例えば、ある特定の女性の名前で、アカウントを作成し、その女性の名前で、わいせつな画像をアップロードしたり、その女性の連絡先等を記載して、不特定の男性との交際を求める内容の記事を投稿したりする等の手法です。
このような場合、当該記事の削除や発信者情報の開示を求める為には、成りすまされた人が、自身があたかも、わいせつ画像をアップロードするような人物である、あるいは、不特定の男性との交際を求める人物であるとの事実が摘示されたとして、社会的評価の低下を理由とした名誉権侵害、または、自らの連絡先が公開されたことを理由としたプライバシー権侵害等を主張して、対応せざるを得ませんでした。
今回、共同通信によれば、大阪地裁が、他人に成りすまされない権利を「アイデンティティー権」として認めたと報道されています。
http://this.kiji.is/113917703223508995
「アイデンティティー権」という概念を、裁判所が正面から裁判所が認めたことによって、今後、「アイデンティティー権」という概念が定着していけば、より直接的に、「アイデンティティー権」侵害を理由とした発信者情報開示請求や削除請求も認められるようになるのではないかと思います。
以前から、原告代理人を務められた中澤佑一弁護士は、この「アイデンティティー権」について主張されておりました。
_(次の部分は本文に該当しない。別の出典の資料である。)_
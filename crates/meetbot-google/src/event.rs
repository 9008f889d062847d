//! Calendar event input and the Calendar API request payload built from it.

use chrono::{DateTime, Duration, NaiveDateTime, SecondsFormat, Utc};
use serde::{Deserialize, Deserializer, Serialize};

/// Length of an event whose end time was not given.
pub const DEFAULT_DURATION_SECS: i64 = 60 * 60;

/// Prefix for conference request ids.
const REQUEST_ID_PREFIX: &str = "meet-the-bot";

// ─── Input ───────────────────────────────────────────────────────────────────

/// The event a caller asks for.
#[derive(Debug, Clone, Deserialize)]
pub struct EventDetails {
  pub summary:     String,
  #[serde(default)]
  pub description: Option<String>,
  #[serde(default, deserialize_with = "deserialize_instant")]
  pub start_time:  Option<DateTime<Utc>>,
  #[serde(default, deserialize_with = "deserialize_instant")]
  pub end_time:    Option<DateTime<Utc>>,
}

/// Parse an ISO-8601 instant. Values without an offset are taken as UTC.
pub fn parse_instant(s: &str) -> Result<DateTime<Utc>, chrono::ParseError> {
  DateTime::parse_from_rfc3339(s)
    .map(|dt| dt.with_timezone(&Utc))
    .or_else(|_| NaiveDateTime::parse_from_str(s, "%Y-%m-%dT%H:%M:%S%.f").map(|n| n.and_utc()))
}

fn deserialize_instant<'de, D>(deserializer: D) -> Result<Option<DateTime<Utc>>, D::Error>
where
  D: Deserializer<'de>,
{
  Option::<String>::deserialize(deserializer)?
    .map(|s| parse_instant(&s).map_err(serde::de::Error::custom))
    .transpose()
}

// ─── Payload ─────────────────────────────────────────────────────────────────

/// Body of `POST /calendars/{id}/events`.
#[derive(Debug, Clone, PartialEq, Eq, Serialize)]
#[serde(rename_all = "camelCase")]
pub struct EventResource {
  pub summary:         String,
  #[serde(skip_serializing_if = "Option::is_none")]
  pub description:     Option<String>,
  pub start:           EventTime,
  pub end:             EventTime,
  pub conference_data: ConferenceData,
}

#[derive(Debug, Clone, PartialEq, Eq, Serialize)]
#[serde(rename_all = "camelCase")]
pub struct EventTime {
  pub date_time: String,
  pub time_zone: String,
}

impl EventTime {
  fn utc(at: DateTime<Utc>) -> Self {
    Self {
      date_time: at.to_rfc3339_opts(SecondsFormat::Secs, true),
      time_zone: "UTC".to_owned(),
    }
  }
}

#[derive(Debug, Clone, PartialEq, Eq, Serialize)]
#[serde(rename_all = "camelCase")]
pub struct ConferenceData {
  pub create_request: CreateConferenceRequest,
}

/// Asks the provider to attach a generated video-conference link.
#[derive(Debug, Clone, PartialEq, Eq, Serialize)]
#[serde(rename_all = "camelCase")]
pub struct CreateConferenceRequest {
  pub request_id:              String,
  pub conference_solution_key: ConferenceSolutionKey,
}

#[derive(Debug, Clone, PartialEq, Eq, Serialize)]
pub struct ConferenceSolutionKey {
  #[serde(rename = "type")]
  pub kind: String,
}

impl EventResource {
  /// Build the payload, defaulting the start to `now` and the end to one
  /// hour after the start.
  pub fn from_details(details: EventDetails, now: DateTime<Utc>) -> Self {
    let start = details.start_time.unwrap_or(now);
    let end = details
      .end_time
      .unwrap_or_else(|| start + Duration::seconds(DEFAULT_DURATION_SECS));

    Self {
      summary:         details.summary,
      description:     details.description,
      start:           EventTime::utc(start),
      end:             EventTime::utc(end),
      conference_data: ConferenceData {
        create_request: CreateConferenceRequest {
          request_id:              format!("{REQUEST_ID_PREFIX}-{}", start.timestamp_millis()),
          conference_solution_key: ConferenceSolutionKey { kind: "hangoutsMeet".to_owned() },
        },
      },
    }
  }
}

#[cfg(test)]
mod tests {
  use chrono::TimeZone as _;
  use serde_json::json;

  use super::*;

  fn details(json: serde_json::Value) -> EventDetails {
    serde_json::from_value(json).unwrap()
  }

  fn at(h: u32, m: u32) -> DateTime<Utc> {
    Utc.with_ymd_and_hms(2025, 3, 14, h, m, 0).unwrap()
  }

  #[test]
  fn omitted_times_default_to_now_plus_one_hour() {
    let event = EventResource::from_details(details(json!({"summary": "Sync"})), at(9, 30));
    assert_eq!(event.start.date_time, "2025-03-14T09:30:00Z");
    assert_eq!(event.end.date_time, "2025-03-14T10:30:00Z");
    assert_eq!(event.start.time_zone, "UTC");
  }

  #[test]
  fn omitted_end_follows_explicit_start() {
    let event = EventResource::from_details(
      details(json!({"summary": "Sync", "start_time": "2025-06-01T15:00:00Z"})),
      at(9, 30),
    );
    assert_eq!(event.start.date_time, "2025-06-01T15:00:00Z");
    assert_eq!(event.end.date_time, "2025-06-01T16:00:00Z");
  }

  #[test]
  fn explicit_times_are_normalised_to_utc() {
    let event = EventResource::from_details(
      details(json!({
        "summary": "Sync",
        "start_time": "2025-06-01T15:00:00+02:00",
        "end_time": "2025-06-01T15:45:00+02:00",
      })),
      at(9, 30),
    );
    assert_eq!(event.start.date_time, "2025-06-01T13:00:00Z");
    assert_eq!(event.end.date_time, "2025-06-01T13:45:00Z");
  }

  #[test]
  fn naive_times_are_read_as_utc() {
    assert_eq!(parse_instant("2025-03-14T09:30:00").unwrap(), at(9, 30));
    assert_eq!(
      parse_instant("2025-03-14T09:30:00.250").unwrap(),
      at(9, 30) + Duration::milliseconds(250),
    );
    assert!(parse_instant("next tuesday").is_err());
  }

  #[test]
  fn request_id_is_derived_from_start() {
    let a = EventResource::from_details(details(json!({"summary": "A"})), at(9, 30));
    let b = EventResource::from_details(details(json!({"summary": "B"})), at(9, 30));
    let c = EventResource::from_details(details(json!({"summary": "C"})), at(9, 31));
    let id = |e: &EventResource| e.conference_data.create_request.request_id.clone();
    assert_eq!(id(&a), format!("meet-the-bot-{}", at(9, 30).timestamp_millis()));
    assert_eq!(id(&a), id(&b));
    assert_ne!(id(&a), id(&c));
  }

  #[test]
  fn payload_matches_calendar_api_shape() {
    let event = EventResource::from_details(
      details(json!({"summary": "Sync", "description": "weekly"})),
      at(9, 30),
    );
    let value = serde_json::to_value(&event).unwrap();
    assert_eq!(value["summary"], "Sync");
    assert_eq!(value["description"], "weekly");
    assert_eq!(value["start"]["dateTime"], "2025-03-14T09:30:00Z");
    assert_eq!(value["end"]["timeZone"], "UTC");
    assert_eq!(
      value["conferenceData"]["createRequest"]["conferenceSolutionKey"]["type"],
      "hangoutsMeet",
    );
  }

  #[test]
  fn missing_description_is_omitted() {
    let event = EventResource::from_details(details(json!({"summary": "Sync"})), at(9, 30));
    let value = serde_json::to_value(&event).unwrap();
    assert!(value.get("description").is_none());
  }

  #[test]
  fn malformed_start_time_is_rejected() {
    let result: Result<EventDetails, _> =
      serde_json::from_value(json!({"summary": "Sync", "start_time": "soon"}));
    assert!(result.is_err());
  }
}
今回の判決は、中澤佑一弁護士が主張する新たな概念が、裁判所によって認められたという意味で、非常に価値があるものだと考えています。
今回、大阪地裁が「アイデンティティー権」という概念を認めてくれたことを機に、今後、成りすましの問題についても、被害の重大性や被害回復の必要性も含めて、建設的な議論ができればと思っております。